##### Provided entries #####

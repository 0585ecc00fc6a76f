use crate::config::{ConfigSource, ENVIRONMENT_KEY};
use crate::console::{ConsoleWriter, TracingConsole};
use crate::envelope::PushEnvelope;
use crate::error::ShipError;
use crate::fallback::{FallbackSink, StderrFallback};
use crate::record::{message_text, Level, LogEntry};
use crate::sink::LogSink;
use chrono::Utc;
use serde::Serialize;
use std::fmt;
use std::sync::Arc;
use tokio::runtime::Handle;

/// Routing identifiers used by [`LokiLogger::log`] when none are given.
pub const LOG_DEFAULT_ORG_ID: &str = "abc";
pub const LOG_DEFAULT_BOT_ID: &str = "efg";

/// Routing identifier used by every other level when none is given.
pub const UNKNOWN_ID: &str = "unknown";

/// Optional per-call arguments of the leveled methods.
///
/// `trace` is only honoured by [`LokiLogger::error`].
#[derive(Clone, Debug, Default, PartialEq, Eq)]
pub struct LogArgs {
    pub org_id: Option<String>,
    pub bot_id: Option<String>,
    pub trace: Option<String>,
    pub context: Option<String>,
}

impl LogArgs {
    pub fn new() -> Self {
        Self::default()
    }

    pub fn org_id(mut self, org_id: impl Into<String>) -> Self {
        self.org_id = Some(org_id.into());
        self
    }

    pub fn bot_id(mut self, bot_id: impl Into<String>) -> Self {
        self.bot_id = Some(bot_id.into());
        self
    }

    pub fn trace(mut self, trace: impl Into<String>) -> Self {
        self.trace = Some(trace.into());
        self
    }

    pub fn context(mut self, context: impl Into<String>) -> Self {
        self.context = Some(context.into());
        self
    }
}

/// Leveled logger that mirrors every call to the console and ships it to
/// a [`LogSink`] in the background.
///
/// Calls never fail and never wait on the network. The console line is
/// written before the method returns; the shipment runs as a detached
/// tokio task whose outcome is only seen by the [`FallbackSink`].
#[derive(Clone)]
pub struct LokiLogger {
    context: Arc<str>,
    sink: Arc<dyn LogSink>,
    config: Arc<dyn ConfigSource>,
    console: Arc<dyn ConsoleWriter>,
    fallback: Arc<dyn FallbackSink>,
}

impl LokiLogger {
    /// Logger shipping to Loki, mirroring through `tracing` and reporting
    /// failures on stderr.
    ///
    /// **Parameters**
    /// - `context`: default context name stamped on entries.
    /// - `config`: source for the Loki base URL and environment name.
    #[cfg(feature = "loki")]
    pub fn new(context: impl Into<String>, config: Arc<dyn ConfigSource>) -> Self {
        let sink = Arc::new(crate::loki::LokiSink::new(Arc::clone(&config)));
        Self::with_sink(context, sink, config)
    }

    /// Logger shipping to an arbitrary sink.
    pub fn with_sink(
        context: impl Into<String>,
        sink: Arc<dyn LogSink>,
        config: Arc<dyn ConfigSource>,
    ) -> Self {
        Self {
            context: Arc::from(context.into()),
            sink,
            config,
            console: Arc::new(TracingConsole),
            fallback: Arc::new(StderrFallback),
        }
    }

    pub fn with_console(mut self, console: Arc<dyn ConsoleWriter>) -> Self {
        self.console = console;
        self
    }

    pub fn with_fallback(mut self, fallback: Arc<dyn FallbackSink>) -> Self {
        self.fallback = fallback;
        self
    }

    /// A logger sharing sink, console, fallback and configuration but
    /// stamping entries with a different default context.
    pub fn for_context(&self, context: impl Into<String>) -> Self {
        Self {
            context: Arc::from(context.into()),
            ..self.clone()
        }
    }

    /// Default context name of this logger.
    pub fn context(&self) -> &str {
        &self.context
    }

    /// General checkpoint log, shipped at `info`.
    pub fn log<M>(&self, message: &M, args: LogArgs)
    where
        M: Serialize + fmt::Debug + ?Sized,
    {
        self.emit(Level::Info, message, args, (LOG_DEFAULT_ORG_ID, LOG_DEFAULT_BOT_ID));
    }

    /// Error log; the only level that carries `args.trace`.
    pub fn error<M>(&self, message: &M, args: LogArgs)
    where
        M: Serialize + fmt::Debug + ?Sized,
    {
        self.emit(Level::Error, message, args, (UNKNOWN_ID, UNKNOWN_ID));
    }

    pub fn warn<M>(&self, message: &M, args: LogArgs)
    where
        M: Serialize + fmt::Debug + ?Sized,
    {
        self.emit(Level::Warn, message, args, (UNKNOWN_ID, UNKNOWN_ID));
    }

    pub fn debug<M>(&self, message: &M, args: LogArgs)
    where
        M: Serialize + fmt::Debug + ?Sized,
    {
        self.emit(Level::Debug, message, args, (UNKNOWN_ID, UNKNOWN_ID));
    }

    pub fn verbose<M>(&self, message: &M, args: LogArgs)
    where
        M: Serialize + fmt::Debug + ?Sized,
    {
        self.emit(Level::Verbose, message, args, (UNKNOWN_ID, UNKNOWN_ID));
    }

    fn emit<M>(&self, level: Level, message: &M, args: LogArgs, defaults: (&str, &str))
    where
        M: Serialize + fmt::Debug + ?Sized,
    {
        let entry = self.entry(level, message, args, defaults);
        self.console
            .write(level, &entry.message, &entry.context, entry.trace.as_deref());
        self.dispatch(entry);
    }

    fn entry<M>(&self, level: Level, message: &M, args: LogArgs, defaults: (&str, &str)) -> LogEntry
    where
        M: Serialize + fmt::Debug + ?Sized,
    {
        let timestamp = Utc::now();
        let trace = if level == Level::Error { args.trace } else { None };

        LogEntry {
            level,
            message: message_text(message),
            context: args.context.unwrap_or_else(|| self.context.to_string()),
            trace,
            org_id: args.org_id.unwrap_or_else(|| defaults.0.to_string()),
            bot_id: args.bot_id.unwrap_or_else(|| defaults.1.to_string()),
            timestamp,
        }
    }

    fn dispatch(&self, entry: LogEntry) {
        let handle = match Handle::try_current() {
            Ok(handle) => handle,
            Err(_) => {
                self.fallback.report(&ShipError::NoRuntime);
                return;
            }
        };

        let sink = Arc::clone(&self.sink);
        let config = Arc::clone(&self.config);
        let fallback = Arc::clone(&self.fallback);

        handle.spawn(async move {
            let envelope = PushEnvelope::single(&entry, config.get(ENVIRONMENT_KEY));
            if let Err(e) = sink.send(&envelope).await {
                fallback.report(&e);
            }
        });
    }
}

impl fmt::Debug for LokiLogger {
    fn fmt(&self, f: &mut fmt::Formatter<'_>) -> fmt::Result {
        f.debug_struct("LokiLogger")
            .field("context", &self.context)
            .finish_non_exhaustive()
    }
}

#####

• Problem statement:
For this exercise, restate each of the entries without any deviation.

• Exercise solution:
repository 0585ecc00fc6a76f
use crate::config::{ConfigSource, ENVIRONMENT_KEY};
use crate::console::{ConsoleWriter, TracingConsole};
use crate::envelope::PushEnvelope;
use crate::error::ShipError;
use crate::fallback::{FallbackSink, StderrFallback};
use crate::record::{message_text, Level, LogEntry};
use crate::sink::LogSink;
use chrono::Utc;
use serde::Serialize;
use std::fmt;
use std::sync::Arc;
use tokio::runtime::Handle;

/// Routing identifiers used by [`LokiLogger::log`] when none are given.
pub const LOG_DEFAULT_ORG_ID: &str = "abc";
pub const LOG_DEFAULT_BOT_ID: &str = "efg";

/// Routing identifier used by every other level when none is given.
pub const UNKNOWN_ID: &str = "unknown";

/// Optional per-call arguments of the leveled methods.
///
/// `trace` is only honoured by [`LokiLogger::error`].
#[derive(Clone, Debug, Default, PartialEq, Eq)]
pub struct LogArgs {
    pub org_id: Option<String>,
    pub bot_id: Option<String>,
    pub trace: Option<String>,
    pub context: Option<String>,
}

impl LogArgs {
    pub fn new() -> Self {
        Self::default()
    }

    pub fn org_id(mut self, org_id: impl Into<String>) -> Self {
        self.org_id = Some(org_id.into());
        self
    }

    pub fn bot_id(mut self, bot_id: impl Into<String>) -> Self {
        self.bot_id = Some(bot_id.into());
        self
    }

    pub fn trace(mut self, trace: impl Into<String>) -> Self {
        self.trace = Some(trace.into());
        self
    }

    pub fn context(mut self, context: impl Into<String>) -> Self {
        self.context = Some(context.into());
        self
    }
}

/// Leveled logger that mirrors every call to the console and ships it to
/// a [`LogSink`] in the background.
///
/// Calls never fail and never wait on the network. The console line is
/// written before the method returns; the shipment runs as a detached
/// tokio task whose outcome is only seen by the [`FallbackSink`].
#[derive(Clone)]
pub struct LokiLogger {
    context: Arc<str>,
    sink: Arc<dyn LogSink>,
    config: Arc<dyn ConfigSource>,
    console: Arc<dyn ConsoleWriter>,
    fallback: Arc<dyn FallbackSink>,
}

impl LokiLogger {
    /// Logger shipping to Loki, mirroring through `tracing` and reporting
    /// failures on stderr.
    ///
    /// **Parameters**
    /// - `context`: default context name stamped on entries.
    /// - `config`: source for the Loki base URL and environment name.
    #[cfg(feature = "loki")]
    pub fn new(context: impl Into<String>, config: Arc<dyn ConfigSource>) -> Self {
        let sink = Arc::new(crate::loki::LokiSink::new(Arc::clone(&config)));
        Self::with_sink(context, sink, config)
    }

    /// Logger shipping to an arbitrary sink.
    pub fn with_sink(
        context: impl Into<String>,
        sink: Arc<dyn LogSink>,
        config: Arc<dyn ConfigSource>,
    ) -> Self {
        Self {
            context: Arc::from(context.into()),
            sink,
            config,
            console: Arc::new(TracingConsole),
            fallback: Arc::new(StderrFallback),
        }
    }

    pub fn with_console(mut self, console: Arc<dyn ConsoleWriter>) -> Self {
        self.console = console;
        self
    }

    pub fn with_fallback(mut self, fallback: Arc<dyn FallbackSink>) -> Self {
        self.fallback = fallback;
        self
    }

    /// A logger sharing sink, console, fallback and configuration but
    /// stamping entries with a different default context.
    pub fn for_context(&self, context: impl Into<String>) -> Self {
        Self {
            context: Arc::from(context.into()),
            ..self.clone()
        }
    }

    /// Default context name of this logger.
    pub fn context(&self) -> &str {
        &self.context
    }

    /// General checkpoint log, shipped at `info`.
    pub fn log<M>(&self, message: &M, args: LogArgs)
    where
        M: Serialize + fmt::Debug + ?Sized,
    {
        self.emit(Level::Info, message, args, (LOG_DEFAULT_ORG_ID, LOG_DEFAULT_BOT_ID));
    }

    /// Error log; the only level that carries `args.trace`.
    pub fn error<M>(&self, message: &M, args: LogArgs)
    where
        M: Serialize + fmt::Debug + ?Sized,
    {
        self.emit(Level::Error, message, args, (UNKNOWN_ID, UNKNOWN_ID));
    }

    pub fn warn<M>(&self, message: &M, args: LogArgs)
    where
        M: Serialize + fmt::Debug + ?Sized,
    {
        self.emit(Level::Warn, message, args, (UNKNOWN_ID, UNKNOWN_ID));
    }

    pub fn debug<M>(&self, message: &M, args: LogArgs)
    where
        M: Serialize + fmt::Debug + ?Sized,
    {
        self.emit(Level::Debug, message, args, (UNKNOWN_ID, UNKNOWN_ID));
    }

    pub fn verbose<M>(&self, message: &M, args: LogArgs)
    where
        M: Serialize + fmt::Debug + ?Sized,
    {
        self.emit(Level::Verbose, message, args, (UNKNOWN_ID, UNKNOWN_ID));
    }

    fn emit<M>(&self, level: Level, message: &M, args: LogArgs, defaults: (&str, &str))
    where
        M: Serialize + fmt::Debug + ?Sized,
    {
        let entry = self.entry(level, message, args, defaults);
        self.console
            .write(level, &entry.message, &entry.context, entry.trace.as_deref());
        self.dispatch(entry);
    }

    fn entry<M>(&self, level: Level, message: &M, args: LogArgs, defaults: (&str, &str)) -> LogEntry
    where
        M: Serialize + fmt::Debug + ?Sized,
    {
        let timestamp = Utc::now();
        let trace = if level == Level::Error { args.trace } else { None };

        LogEntry {
            level,
            message: message_text(message),
            context: args.context.unwrap_or_else(|| self.context.to_string()),
            trace,
            org_id: args.org_id.unwrap_or_else(|| defaults.0.to_string()),
            bot_id: args.bot_id.unwrap_or_else(|| defaults.1.to_string()),
            timestamp,
        }
    }

    fn dispatch(&self, entry: LogEntry) {
        let handle = match Handle::try_current() {
            Ok(handle) => handle,
            Err(_) => {
                self.fallback.report(&ShipError::NoRuntime);
                return;
            }
        };

        let sink = Arc::clone(&self.sink);
        let config = Arc::clone(&self.config);
        let fallback = Arc::clone(&self.fallback);

        handle.spawn(async move {
            let envelope = PushEnvelope::single(&entry, config.get(ENVIRONMENT_KEY));
            if let Err(e) = sink.send(&envelope).await {
                fallback.report(&e);
            }
        });
    }
}

impl fmt::Debug for LokiLogger {
    fn fmt(&self, f: &mut fmt::Formatter<'_>) -> fmt::Result {
        f.debug_struct("LokiLogger")
            .field("context", &self.context)
            .finish_non_exhaustive()
    }
}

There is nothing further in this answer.